SATURDAY OCTOBER 28th: Plenary 18:00h-20:00h (Porta Pratello)
Opening inputs
Isabella Consolati (Precarious Connections/TSS Platform)
Vadym Yakovlev (Writer and activist, Ukraine)
Issa Amro (Youth Against Settlement, West Bank)
Yeheli Cialic and Sofia Orr (Mesarvot, Israel)
Lee Chun Fung (Independent art curator and activist, HK/China).
Read the introductory notes
After the Russian invasion of Ukraine, the Permanent Assembly Against the War has called to oppose the war in Ukraine and its global effects by taking a stand on the side of women and men, migrants, lgbtq people, and workers who are refusing the war on every front and every day, while paying its price also with their life. This is what we have called a transnational politics of peace, which is increasingly urgent in front of the war in the Middle East. The conflict between Israel and Palestine is not new, and it has a history of apartheid, violence, segregation and exploitation which nobody should deny. What is new is the world disorder exacerbated by the war in Ukraine in which this bloody confrontation explodes. The Western front is ready to exhibit its unity by supporting Israel’s blind violence against people in Gaza. On the other side, millions of Palestinians who strive for freedom are silenced by international and regional dynamics which equate them to terrorists or claim to enroll them into regional hegemonic politics and confessional projects which have nothing to do with that freedom.
This is the war logic invading all spaces. Both when the firmness of the Western front weaves, with more governments questioning their unconditional support to the Ukrainian army, and when that front realigns in support of the oppressive Zionist State, the war is reducing the spaces of struggle and the possibilities of improving our conditions, while the material and ideological grip of the war has paved the way for the rise and consolidation of the right-wing everywhere in Europe and beyond. There is however an opposition to the war, which the war invisibilizes but does not suppress, and continues despite the repression which targets dissenters on both fronts, starting from hundred thousand deserters. In Ukraine and Russia there are women who are organizing the everyday reproduction of life and providing support for women who survived war-rape and are in need of abortion; there are doctors and nurses fighting against cuts in social and health expenditure justified by the war; there are workers on strike for better wages, and against their devaluation caused by the increasing cost of living, who concretely oppose the effects of the war, though they not always name it; there are people fighting against any form of confessional politics, pointing to the possibility of establishing connections that cut through States war politics and national or ethnic confrontations; there are struggles against climate injustice and the war as an excuse to delay the dismissal of fossil fuels or accelerate capitalist green accumulation; there are migrants who move to Europe and practically challenge the racist hierarchies exacerbated by the war.

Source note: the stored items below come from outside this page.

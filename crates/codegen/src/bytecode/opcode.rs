//! The opcode model.
//!
//! Opcodes are the unit the emitter serializes: each knows its mnemonic,
//! its operand words and therefore its size in ByteCode words. Register
//! operands keep their register file so `compute_x_count` can scan X usage;
//! in the serialized form a register in a mixed list is encoded as a file
//! tag word followed by its index.

use std::fmt;

#[derive(Debug, Clone, Copy, PartialEq, Eq, Hash)]
pub enum Register {
    X(u16),
    Y(u16),
    G(u16),
    K(u16),
}

impl Register {
    pub fn index(self) -> u16 {
        match self {
            Register::X(i) | Register::Y(i) | Register::G(i) | Register::K(i) => i,
        }
    }

    /// Encoding tag used when a register appears in a variable-length
    /// operand list.
    pub fn file_tag(self) -> i64 {
        match self {
            Register::X(_) => 0,
            Register::Y(_) => 1,
            Register::G(_) => 2,
            Register::K(_) => 3,
        }
    }
}

impl fmt::Display for Register {
    fn fmt(&self, f: &mut fmt::Formatter<'_>) -> fmt::Result {
        match self {
            Register::X(i) => write!(f, "X{}", i),
            Register::Y(i) => write!(f, "Y{}", i),
            Register::G(i) => write!(f, "G{}", i),
            Register::K(i) => write!(f, "K{}", i),
        }
    }
}

#[derive(Debug, Clone, PartialEq, Eq)]
pub enum OpCode {
    MoveXY { src: u16, dst: u16 },
    MoveYX { src: u16, dst: u16 },
    MoveGX { src: u16, dst: u16 },
    MoveKX { src: u16, dst: u16 },
    /// Unify X with a Y local; used for captured variables, where a plain
    /// move would disconnect the closure from the binding.
    UnifyXY { x: u16, y: u16 },
    UnifyXG { x: u16, g: u16 },
    AllocateY { count: u16 },
    DeallocateY,
    CreateVarY { dst: u16 },
    CallX { target: u16, arity: u16 },
    CallY { target: u16, arity: u16 },
    CallG { target: u16, arity: u16 },
    CallK { target: u16, arity: u16 },
    Return,
    /// Unconditional forward jump, in ByteCode words from the end of this
    /// instruction.
    Branch { offset: i32 },
    BranchIfFalseX { cond: u16, offset: i32 },
    CreateTupleX { label: u16, width: u16, dst: u16 },
    CreateRecordX { arity: u16, width: u16, dst: u16 },
    CreateAbstractionX {
        body: u16,
        arity: u16,
        globals: Vec<Register>,
        dst: u16,
    },
    SetupExceptionHandler { offset: i32 },
    PopExceptionHandler,
    RaiseX { value: u16 },
}

impl OpCode {
    pub fn name(&self) -> &'static str {
        match self {
            OpCode::MoveXY { .. } => "OpMoveXY",
            OpCode::MoveYX { .. } => "OpMoveYX",
            OpCode::MoveGX { .. } => "OpMoveGX",
            OpCode::MoveKX { .. } => "OpMoveKX",
            OpCode::UnifyXY { .. } => "OpUnifyXY",
            OpCode::UnifyXG { .. } => "OpUnifyXG",
            OpCode::AllocateY { .. } => "OpAllocateY",
            OpCode::DeallocateY => "OpDeallocateY",
            OpCode::CreateVarY { .. } => "OpCreateVarY",
            OpCode::CallX { .. } => "OpCallX",
            OpCode::CallY { .. } => "OpCallY",
            OpCode::CallG { .. } => "OpCallG",
            OpCode::CallK { .. } => "OpCallK",
            OpCode::Return => "OpReturn",
            OpCode::Branch { .. } => "OpBranch",
            OpCode::BranchIfFalseX { .. } => "OpBranchIfFalseX",
            OpCode::CreateTupleX { .. } => "OpCreateTupleX",
            OpCode::CreateRecordX { .. } => "OpCreateRecordX",
            OpCode::CreateAbstractionX { .. } => "OpCreateAbstractionX",
            OpCode::SetupExceptionHandler { .. } => "OpSetupExceptionHandler",
            OpCode::PopExceptionHandler => "OpPopExceptionHandler",
            OpCode::RaiseX { .. } => "OpRaiseX",
        }
    }

    /// The operand words following the mnemonic.
    pub fn operands(&self) -> Vec<i64> {
        match self {
            OpCode::MoveXY { src, dst }
            | OpCode::MoveYX { src, dst }
            | OpCode::MoveGX { src, dst }
            | OpCode::MoveKX { src, dst } => vec![*src as i64, *dst as i64],
            OpCode::UnifyXY { x, y } => vec![*x as i64, *y as i64],
            OpCode::UnifyXG { x, g } => vec![*x as i64, *g as i64],
            OpCode::AllocateY { count } => vec![*count as i64],
            OpCode::DeallocateY | OpCode::Return | OpCode::PopExceptionHandler => Vec::new(),
            OpCode::CreateVarY { dst } => vec![*dst as i64],
            OpCode::CallX { target, arity }
            | OpCode::CallY { target, arity }
            | OpCode::CallG { target, arity }
            | OpCode::CallK { target, arity } => vec![*target as i64, *arity as i64],
            OpCode::Branch { offset } => vec![*offset as i64],
            OpCode::BranchIfFalseX { cond, offset } => vec![*cond as i64, *offset as i64],
            OpCode::CreateTupleX { label, width, dst } => {
                vec![*label as i64, *width as i64, *dst as i64]
            }
            OpCode::CreateRecordX { arity, width, dst } => {
                vec![*arity as i64, *width as i64, *dst as i64]
            }
            OpCode::CreateAbstractionX {
                body,
                arity,
                globals,
                dst,
            } => {
                let mut words = vec![*body as i64, *arity as i64, globals.len() as i64];
                for global in globals {
                    words.push(global.file_tag());
                    words.push(global.index() as i64);
                }
                words.push(*dst as i64);
                words
            }
            OpCode::SetupExceptionHandler { offset } => vec![*offset as i64],
            OpCode::RaiseX { value } => vec![*value as i64],
        }
    }

    /// Register operands with their files, for X-count computation.
    pub fn registers(&self) -> Vec<Register> {
        match self {
            OpCode::MoveXY { src, dst } => vec![Register::X(*src), Register::Y(*dst)],
            OpCode::MoveYX { src, dst } => vec![Register::Y(*src), Register::X(*dst)],
            OpCode::MoveGX { src, dst } => vec![Register::G(*src), Register::X(*dst)],
            OpCode::MoveKX { src, dst } => vec![Register::K(*src), Register::X(*dst)],
            OpCode::UnifyXY { x, y } => vec![Register::X(*x), Register::Y(*y)],
            OpCode::UnifyXG { x, g } => vec![Register::X(*x), Register::G(*g)],
            OpCode::AllocateY { .. }
            | OpCode::DeallocateY
            | OpCode::Return
            | OpCode::Branch { .. }
            | OpCode::SetupExceptionHandler { .. }
            | OpCode::PopExceptionHandler => Vec::new(),
            OpCode::CreateVarY { dst } => vec![Register::Y(*dst)],
            OpCode::CallX { target, .. } => vec![Register::X(*target)],
            OpCode::CallY { target, .. } => vec![Register::Y(*target)],
            OpCode::CallG { target, .. } => vec![Register::G(*target)],
            OpCode::CallK { target, .. } => vec![Register::K(*target)],
            OpCode::BranchIfFalseX { cond, .. } => vec![Register::X(*cond)],
            OpCode::CreateTupleX { label, dst, .. } => {
                vec![Register::K(*label), Register::X(*dst)]
            }
            OpCode::CreateRecordX { arity, dst, .. } => {
                vec![Register::K(*arity), Register::X(*dst)]
            }
            OpCode::CreateAbstractionX {
                body, globals, dst, ..
            } => {
                let mut registers = vec![Register::K(*body)];
                registers.extend(globals.iter().copied());
                registers.push(Register::X(*dst));
                registers
            }
            OpCode::RaiseX { value } => vec![Register::X(*value)],
        }
    }

    /// Size in ByteCode words: the mnemonic plus its operands.
    pub fn size(&self) -> usize {
        1 + self.operands().len()
    }

    /// The textual form placed in the generated `codeBlock` array.
    pub fn code(&self) -> String {
        let mut out = self.name().to_string();
        for word in self.operands() {
            out.push_str(", ");
            out.push_str(&word.to_string());
        }
        out
    }
}

#[cfg(test)]
mod tests {
    use super::*;

    #[test]
    fn test_sizes_follow_operands() {
        assert_eq!(OpCode::Return.size(), 1);
        assert_eq!(OpCode::AllocateY { count: 3 }.size(), 2);
        assert_eq!(OpCode::MoveXY { src: 0, dst: 1 }.size(), 3);
        assert_eq!(
            OpCode::CreateAbstractionX {
                body: 2,
                arity: 1,
                globals: vec![Register::Y(0), Register::G(1)],
                dst: 0,
            }
            .size(),
            // mnemonic + body + arity + count + two tagged registers + dst
            1 + 3 + 4 + 1
        );
    }

    #[test]
    fn test_code_text() {
        assert_eq!(OpCode::MoveKX { src: 2, dst: 0 }.code(), "OpMoveKX, 2, 0");
        assert_eq!(OpCode::Return.code(), "OpReturn");
    }

    #[test]
    fn test_registers_track_files() {
        let op = OpCode::MoveKX { src: 2, dst: 5 };
        assert_eq!(op.registers(), vec![Register::K(2), Register::X(5)]);
    }
}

In Bologna, we want to discuss together how to voice the opposition to the war already present in all these struggles, which are our resources for a transnational politics of peace. We have the chance to highlight the link between exploitative, racist and patriarchal policies and war politics, between social struggles and the opposition to the war, pointing to the possibility of connecting them on the field of a transnational politics of peace. While claiming an immediate end to the massacre of hundred thousand lives, we will ask: how do we avoid being trapped by the impossible alternatives imposed by the war and its multiplication? How to connect the transnational to the local, and make the transnational politics of peace a concrete possibility against the idea that there is no alternative to the war? How can we effectively practice a counter-hegemony?